In our method, the chromosome is processed and manipulated to effect a desired chromosomal change by utilizing the technique of laser chromosome welding in combination with laser chromosome cutting and moving.

The technique of chromosome cutting was developed about twenty years ago and performed using a micro-beam laser by the effect of laser ablation [14]. Chromosome moving was executed with optical tweezers [14] to transfer/isolate the chromosome or fragment of genetic material by the optical trapping effect. The optical tweezers can also perform chromosome stretching and suspension. There were several studies about using laser micro beams to cut and move chromosome or chromosome fragments [14–23], and to alter selectively gene expression by removal of an active genetic region [16] or induce DNA interstrand crosslinks, ablate chromosome telomeres and disturb the mitosis process [21]. However, the previously implemented techniques were lacking in detailed information about the correlation between the parameters of micro beam laser and the incision width and quality upon the cut chromosomes. Moreover, the limited attempts to use laser micro-beams for chromosomal material manipulation have not included directed chromosomal modification to bring about the desired addition, repair of deficient genetic material. Therefore in this paper, we propose the technology of chromosome welding for chromosomal modification.

Laser chromosome welding is the key step for laser chromosome repair and artificial chromosome creation. Laser chromosome welding is a new concept of chromosome micromanipulation and based on the photo-thermal effect of laser to melt the proteins of chromosome so as to form a chromosome bond instantly. It is performed by laser welding to join two adjacent pieces of genetic material. Unlike the tissues in laser tissue welding [24, 25], chromosomes are very small in size and are extremely thin (about 0.5-0.7 μm for human chromosomes) [26]. To weld the two tiny pieces of chromosome together without thermal and mechanical damage upon them is a great challenge in biotechnology and optical engineering. To date there are no reports of such an idea and technology, consequently our method would be a de-novo approach to genetic manipulation.

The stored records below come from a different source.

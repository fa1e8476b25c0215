/// End-to-end compilation of small games through the public compiler API
use tadsc::tads_compiler::disassembler::disassemble;
use tadsc::tads_compiler::opcodes::{dat, prop};
use tadsc::tads_compiler::{CompilerError, CompilerOptions, TadsCompiler, Warning};

const GAME: &str = r#"
compoundWord 'out' 'of' 'outof';
formatstring 'you' fmtYou;
specialWords 'of', 'and', 'then', 'all', 'both', 'but', 'one', 'ones', 'it', 'them', 'him', 'her';

class room: object
    isLit = true
;

class item: object
    weight = 1
    verDoTake(actor) =
    {
        if (self.location = actor)
            "You already have that.";
    }
    doTake(actor) =
    {
        self.moveInto(actor);
        "Taken.";
    }
;

startroom: room
    sdesc = "Start"
    ldesc =
    {
        "You are standing at the start. ";
        listcont(self);
    }
;

lamp: item
    location = startroom
    noun = 'lamp' 'lantern'
    adjective = 'brass'
    sdesc = "brass lamp"
    weight = 2 * 3
;

takeVerb: object
    verb = 'take' 'get'
    doAction = 'Take'
;

init: function
{
    local i;
    local total := 0;

    for (i := 1; i <= 10; i++)
        total += i;

    switch (total)
    {
        case 55:
            "Arithmetic works.\n";
            break;
        default:
            "Something is wrong.\n";
    }
}
"#;

#[test]
fn test_game_compiles_cleanly() {
    let output = TadsCompiler::new().compile(GAME).unwrap();
    assert!(output.errors.is_empty(), "errors: {:?}", output.errors);
    assert!(output.warnings.is_empty(), "warnings: {:?}", output.warnings);

    for name in ["room", "item", "startroom", "lamp", "takeVerb", "init"] {
        assert!(output.object_id(name).is_some(), "{} was not defined", name);
    }
    assert_eq!(output.undefined_symbols(), vec!["listcont".to_string()]);
    assert_eq!(output.words.compound_words.len(), 1);
    assert_eq!(output.words.format_strings.len(), 1);
    assert_eq!(output.words.special_slot(12), vec!["any", "either"]);
}

#[test]
fn test_game_objects() {
    let output = TadsCompiler::new().compile(GAME).unwrap();
    let lamp = output.object_id("lamp").unwrap();
    let item = output.object_id("item").unwrap();
    let startroom = output.object_id("startroom").unwrap();

    assert_eq!(output.store.superclasses(lamp), vec![item]);
    assert!(output.store.flags(item).class);
    assert!(!output.store.flags(lamp).class);

    let location = output.store.get_property(lamp, prop::LOCATION).unwrap();
    assert_eq!(location.data_type, dat::OBJECT);
    assert_eq!(location.bytes, startroom.0.to_le_bytes().to_vec());

    let words: Vec<String> = output
        .vocabulary
        .words_for(lamp)
        .into_iter()
        .map(|w| w.text.clone())
        .collect();
    assert_eq!(words, vec!["lamp", "lantern", "brass"]);

    let record = output.vocabulary.inheritance(lamp).unwrap();
    assert_eq!(record.location, Some(startroom));

    let take = output.object_id("takeVerb").unwrap();
    let templates = output.store.get_property(take, prop::TEMPLATE2).unwrap();
    assert_eq!(templates.data_type, dat::TPL2);
    assert_eq!(templates.bytes[0], 1);
}

#[test]
fn test_game_function_code() {
    let output = TadsCompiler::new().compile(GAME).unwrap();
    let init = output.object_id("init").unwrap();
    let code = output.store.function_code(init).unwrap();
    let instructions = disassemble(code).unwrap();

    let names: Vec<&str> = instructions.iter().map(|i| i.name.as_str()).collect();
    assert_eq!(names[0], "CHKARGC");
    assert_eq!(names[1], "ENTER");
    assert!(names.contains(&"ADD_LCL"));
    assert!(names.contains(&"SWITCH"));
    assert_eq!(names.last(), Some(&"RETURN"));

    let switch = instructions.iter().find(|i| i.name == "SWITCH").unwrap();
    assert_eq!(switch.cases.len(), 1);
    assert!(switch.default.is_some());
}

#[test]
fn test_errors_are_collected_and_compilation_continues() {
    let source = r#"
        broken: object
            sdesc = ;
        ;
        fine: object
            sdesc = "fine"
        ;
    "#;
    let output = TadsCompiler::new().compile(source).unwrap();
    assert_eq!(output.errors.len(), 1);
    assert_eq!(output.errors[0].line(), Some(3));
    assert!(output.object_id("fine").is_some());
}

#[test]
fn test_c_mode_option() {
    let options = CompilerOptions {
        c_mode: true,
        ..CompilerOptions::default()
    };
    let source = r#"
        f: function
        {
            local a;
            a = 1;
            if (a == 1) "one";
        }
    "#;
    let output = TadsCompiler::with_options(options).compile(source).unwrap();
    assert!(output.errors.is_empty());
    assert!(output.warnings.is_empty());

    let f = output.object_id("f").unwrap();
    let instructions = disassemble(output.store.function_code(f).unwrap()).unwrap();
    let names: Vec<&str> = instructions.iter().map(|i| i.name.as_str()).collect();
    assert!(names.contains(&"ASI_LCL"));
    assert!(names.contains(&"EQ"));
}

#[test]
fn test_normal_mode_equals_statement_warns() {
    let source = "f: function { local a; a = 1; }";
    let output = TadsCompiler::new().compile(source).unwrap();
    assert_eq!(output.warnings, vec![Warning::EqualsAsStatement(1)]);
}

#[test]
fn test_fatal_error_is_returned() {
    let options = CompilerOptions {
        node_pool_size: 16,
        ..CompilerOptions::default()
    };
    let result = TadsCompiler::with_options(options).compile("f: function { return 1 + 2; }");
    assert!(matches!(result, Err(CompilerError::PoolExhausted(16))));
}

#[test]
fn test_options_from_toml() {
    let options = CompilerOptions::from_toml_str("c_mode = true\ndebug_lines = true\n").unwrap();
    assert!(options.c_mode);
    assert!(options.debug_lines);
    assert!(options.check_arg_count);

    let result = CompilerOptions::from_toml_str("node_pool_size = 8\n");
    assert!(matches!(result, Err(CompilerError::ConfigError(_))));
}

In this paper, we performed investigations on the technology of chromosome welding, and disclose a novel method of laser chromosomal micromanipulation and modification for chromosome repair and artificial chromosome creation.

2. Materials & methods

2.1. Chromosomes and reagents

The chromosomes used for our study were derived from fruit fly and B16 cells. The preparation of the salivary gland chromosome of fruit fly (Drosophila melanogaster) was in the similar way described previously [27]. The reason that we used the salivary gland chromosome of a fruit fly for our experiment was that, compared with the chromosomes of most mammal cells, plant cells and fungus, the chromosomes of fruit fly are larger and much longer, allowing for easy observation. Moreover, they have characteristic light and dark banding patterns that can be used to identify chromosomal rearrangements and deletions. On the other hand, studying the genetic makeup, transcription and replication of the fruit fly chromosome can assist in better understanding the processes in other eukaryotic organisms, such as humans. Therefore, we used the chromosomes of fruit fly as the representative chromosome for the study of laser chromosome micromanipulations.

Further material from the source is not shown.